Bibliotecas

Recuerdo entrar a la Gener y Del Monte de la mano de mi hermana, que ya tenía edad suficiente para portar el carné de lectora, y pedía en préstamo libros para ella y para mí. Recuerdo la penumbra, las caras inteligentes de quienes leían bajo las lámparas amarillas, aquella carta de amor que me encontré en un volumen… pero sobre todo el olor.
Es lo que más me atrae de las bibliotecas, su olor a polvo dulce a libro viejo, a saber antiguo.
En cada escuela la biblioteca fue mi refugio y las bibliotecarias grandes amigas; en ellas pasé muchos años de lectura desordenada y desenfrenada.
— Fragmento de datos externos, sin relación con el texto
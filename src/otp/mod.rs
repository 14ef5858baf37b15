pub mod controller;
pub mod index;
pub mod model;
pub mod service;
pub mod store;
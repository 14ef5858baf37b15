pub mod config;
pub mod email;
pub mod email_validation;
pub mod error;
pub mod helpers;
use regex::Regex;

/// Accepts addresses on exactly one domain.
#[derive(Debug, Clone)]
pub struct EmailValidator {
    pattern: Regex,
}

impl EmailValidator {
    pub fn new(domain: &str) -> Result<Self, String> {
        if domain.is_empty() {
            return Err("Allowed email domain must not be empty".to_string());
        }

        let pattern = Regex::new(&format!(r"^[a-zA-Z0-9._%+\-]+@{}$", regex::escape(domain)))
            .map_err(|e| format!("Invalid email domain pattern: {}", e))?;

        Ok(Self { pattern })
    }

    pub fn is_valid_email(&self, email: &str) -> bool {
        !email.is_empty() && self.pattern.is_match(email)
    }
}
No temo decir que la física, la química, la matemática, no dejaron mucha huella en mí, salvo elementales nociones; sin embargo, a cada página amarilla que devoré en esos sitios debo cuanto soy y cuanto escribo.
Agradezco a las señoras de hablar melodioso, ajenas al ritmo atropellado de un centro docente, emocionadas si veían a algún niño entrar en su templo y llevarse un libro a casa. Por sus orientaciones, por los maravillosos concursos escribí mis primeros poemas y también los de hoy.
Por ellas leí Los tres gordiflones, Juan Quinquín en Pueblo Mocho, Doña Bárbara, Los pasos perdidos, Los miserables…
Las bibliotecas marcaron mi infancia y adolescencia. Pensar en ellas trae a mares la nostalgia.

También hay historias, casi de terror, de ejemplares únicos robados, vendidos, convertidos en pulpa… me estremece escucharlas.
No sé cuándo llegará la solución, ojalá no sea demasiado tarde. Ningún pueblo, absolutamente ninguno, merece ver morir sus bibliotecas.